Laying the ground for a new way of measuring impact

Today we’ve published the first report in what we hope will be an ongoing series, that generates data from a ‘hyperlocal’ version of the national Community Life Survey which can be used to track and measure impacts in a local area. We are very excited about this research and the potential it has to allow us to objectively measure the local impacts of community businesses.

When we set out to commission this research last year, we weren’t entirely sure if it would work, or what it would tell us. That’s often the case with research, so we didn’t worry overly much. And we had reasons to be confident. We worked with an expert team and designed what we all felt could be a new way of measuring the impact that community business has at a very local level, with the ability to compare community business data to a large national dataset.

One of the things that motivated us was the certainty that most – all? – community businesses will struggle to undertake this kind of research or gather this kind of robust, independent data about the impact they are having on their local community. We are in a position to do this work, and to stick with it over a number of years, so it seemed right that we would start with a ‘baseline’ year of data and test the method. The idea for the research came from many discussions with community business leaders and our other stakeholders. Although we know that this kind of impact measurement is too much to ask of any individual community business, it remains important – for businesses, to understand and to build on their impact, and for sector bodies and policymakers, to support growth in the sector and drive up the impact it delivers.

It is extremely difficult for Community Businesses to accurately measure the often intangible long term benefits their activities have on their community. This research puts a stake in the ground by trying to measure some of those hard to measure benefits & will be an invaluable tracking system for long term benefits.

Sally Anne Watkiss

Homebaked community bakery

So what did we do?

The Community Life Survey (CLS) has been carried out annually by Kantar Public since 2012-13 on behalf of the Office for Civil Society. It provides official statistics on issues that are key to encouraging social action and empowering communities, including volunteering, giving, community engagement and well-being. We felt that this survey would be a good way of measuring these impacts in the areas surrounding community businesses, at a hyperlocal scale. We worked with Kantar to select six established community businesses, and Kantar replicated the national survey in those areas, targeting households in the immediate vicinity of the businesses. We achieved a good response rate (of circa 300 surveys per area) in all six areas, meaning that enough data was gathered for statistical analysis to be carried out. This was our first hurdle overcome, as one of the uncertainties about this research project was whether we would be able to get enough data from such small geographies.

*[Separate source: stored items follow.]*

use arcade_execution::{DriftProfile, DriftRange, LayerConfig, MarketConfig};
use arcade_types::{
    casino::{
        CLIMB_TICK_MILLIS, CLIMB_WINDOW_SECS, DUEL_WINDOW_SECS, MIN_WAGER, PICK_POSITIONS,
        PICK_WINDOW_SECS,
    },
    Amount, Decimal,
};
use serde::{Deserialize, Serialize};
use std::{path::PathBuf, str::FromStr, time::Duration};
use thiserror::Error;
use tracing::Level;

pub mod console;
pub mod engine;

/// Prices are kept in cents, so the floor must be at least one.
const MIN_FLOOR: f64 = 0.01;

/// Configuration for the [engine::Engine].
#[derive(Clone, Debug, Deserialize, Serialize)]
pub struct Config {
    pub directory: String,
    pub log_level: String,
    #[serde(default)]
    pub json_logs: bool,

    #[serde(default = "default_min_wager")]
    pub min_wager: Amount,
    #[serde(default = "default_duel_window_secs")]
    pub duel_window_secs: u64,
    #[serde(default = "default_pick_window_secs")]
    pub pick_window_secs: u64,
    #[serde(default = "default_pick_positions")]
    pub pick_positions: u8,
    #[serde(default = "default_climb_window_secs")]
    pub climb_window_secs: u64,
    #[serde(default = "default_climb_tick_millis")]
    pub climb_tick_millis: u64,

    #[serde(default)]
    pub market: MarketSettings,

    #[serde(default = "default_reaper_interval_secs")]
    pub reaper_interval_secs: u64,
    /// Fixed seed for reproducible runs; entropy when absent.
    #[serde(default)]
    pub rng_seed: Option<u64>,
}

/// Market section of the configuration file.
#[derive(Clone, Debug, Deserialize, Serialize)]
pub struct MarketSettings {
    pub period_secs: u64,
    pub history_capacity: usize,
    pub floor: f64,
    /// Symmetric drift applied every day, e.g. 0.08 for ±8%.
    pub drift: f64,
    /// Optional weekend drift; weekdays then use `drift`.
    #[serde(default)]
    pub weekend_drift: Option<f64>,
}

impl Default for MarketSettings {
    fn default() -> Self {
        Self {
            period_secs: 300,
            history_capacity: 288,
            floor: 1.0,
            drift: 0.08,
            weekend_drift: None,
        }
    }
}

#[derive(Debug, Error)]
pub enum ConfigError {
    #[error("invalid log level: {value}")]
    InvalidLogLevel { value: String },
    #[error("{field} must be > 0 (got {value})")]
    InvalidNonZero { field: &'static str, value: u64 },
    #[error("{field} is out of range: {value}")]
    OutOfRange { field: &'static str, value: f64 },
}

pub struct ValidatedConfig {
    pub directory: PathBuf,
    pub log_level: Level,
    pub json_logs: bool,
    pub layer: LayerConfig,
    pub climb_tick: Duration,
    pub reaper_interval: Duration,
    pub rng_seed: Option<u64>,
}

fn default_min_wager() -> Amount {
    MIN_WAGER
}

fn default_duel_window_secs() -> u64 {
    DUEL_WINDOW_SECS
}

fn default_pick_window_secs() -> u64 {
    PICK_WINDOW_SECS
}

fn default_pick_positions() -> u8 {
    PICK_POSITIONS
}

fn default_climb_window_secs() -> u64 {
    CLIMB_WINDOW_SECS
}

fn default_climb_tick_millis() -> u64 {
    CLIMB_TICK_MILLIS
}

fn default_reaper_interval_secs() -> u64 {
    15
}

fn non_zero(field: &'static str, value: u64) -> Result<u64, ConfigError> {
    if value == 0 {
        return Err(ConfigError::InvalidNonZero { field, value });
    }
    Ok(value)
}

fn drift(field: &'static str, value: f64) -> Result<DriftRange, ConfigError> {
    if !(0.0..1.0).contains(&value) {
        return Err(ConfigError::OutOfRange { field, value });
    }
    Ok(DriftRange::symmetric(value))
}

impl MarketSettings {
    fn validate(&self) -> Result<MarketConfig, ConfigError> {
        let period_secs = non_zero("market.period_secs", self.period_secs)?;
        non_zero("market.history_capacity", self.history_capacity as u64)?;
        if !self.floor.is_finite() || self.floor < MIN_FLOOR {
            return Err(ConfigError::OutOfRange {
                field: "market.floor",
                value: self.floor,
            });
        }
        let weekday = drift("market.drift", self.drift)?;
        let drift = match self.weekend_drift {
            Some(weekend) => DriftProfile::Weekly {
                weekday,
                weekend: drift("market.weekend_drift", weekend)?,
            },
            None => DriftProfile::Constant(weekday),
        };
        Ok(MarketConfig {
            period: Duration::from_secs(period_secs),
            history_capacity: self.history_capacity,
            floor: Decimal::from_f64(self.floor),
            drift,
        })
    }
}

impl Config {
    pub fn validate(self) -> Result<ValidatedConfig, ConfigError> {
        let log_level =
            Level::from_str(&self.log_level).map_err(|_| ConfigError::InvalidLogLevel {
                value: self.log_level.clone(),
            })?;
        non_zero("min_wager", self.min_wager)?;
        non_zero("duel_window_secs", self.duel_window_secs)?;
        non_zero("pick_window_secs", self.pick_window_secs)?;
        non_zero("pick_positions", self.pick_positions as u64)?;
        non_zero("climb_window_secs", self.climb_window_secs)?;
        let climb_tick_millis = non_zero("climb_tick_millis", self.climb_tick_millis)?;
        let reaper_interval_secs = non_zero("reaper_interval_secs", self.reaper_interval_secs)?;
        let market = self.market.validate()?;

        Ok(ValidatedConfig {
            directory: PathBuf::from(self.directory),
            log_level,
            json_logs: self.json_logs,
            layer: LayerConfig {
                min_wager: self.min_wager,
                duel_window_secs: self.duel_window_secs,
                pick_window_secs: self.pick_window_secs,
                pick_positions: self.pick_positions,
                climb_window_secs: self.climb_window_secs,
                market,
            },
            climb_tick: Duration::from_millis(climb_tick_millis),
            reaper_interval: Duration::from_secs(reaper_interval_secs),
            rng_seed: self.rng_seed,
        })
    }
}

#[cfg(test)]
mod tests;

The next step was to construct matched samples from the national dataset, in order to compare the community business data and draw some conclusions. You can read more in the report about how this was done. When the matches had been created, we were able to see the differences between the data coming through from the six community business areas and what we would expect from these areas, based on the national survey data.

What did it show?

The data itself showed a mixed picture, with areas showing both higher and lower results than would be expected. The key individual differences between the six areas and their matched comparison samples are summarised here. It certainly didn’t show us that the areas around these community businesses are performing better in terms of cohesion or wellbeing – but maybe that’s to be expected. Community businesses are often set up in deprived areas, as a response to challenges. No surprise, perhaps, that these challenges are showing through in the data – though six areas is a small sample. There were some interesting results, such as that at least half of the community business areas reported higher levels of satisfaction with local services and amenities compared with the matched comparison sample, and the same proportion reported that the area had gotten better in the last two years. These deserve deeper investigation, and we plan to undertake further detailed analysis of the dataset this autumn.

But the research at present is still only a snapshot – albeit a very interesting one. Now that we know this approach works, we intend to repeat the exercise and build up a longitudinal dataset that can be used to track the rate of change in these areas, so that we can say – for example – whether they are improving (or not), and whether they are doing so more or less quickly than might be expected, compared to the national survey data. When we can do this, then we will be able to get the full value from this research and the rich analysis that it makes possible.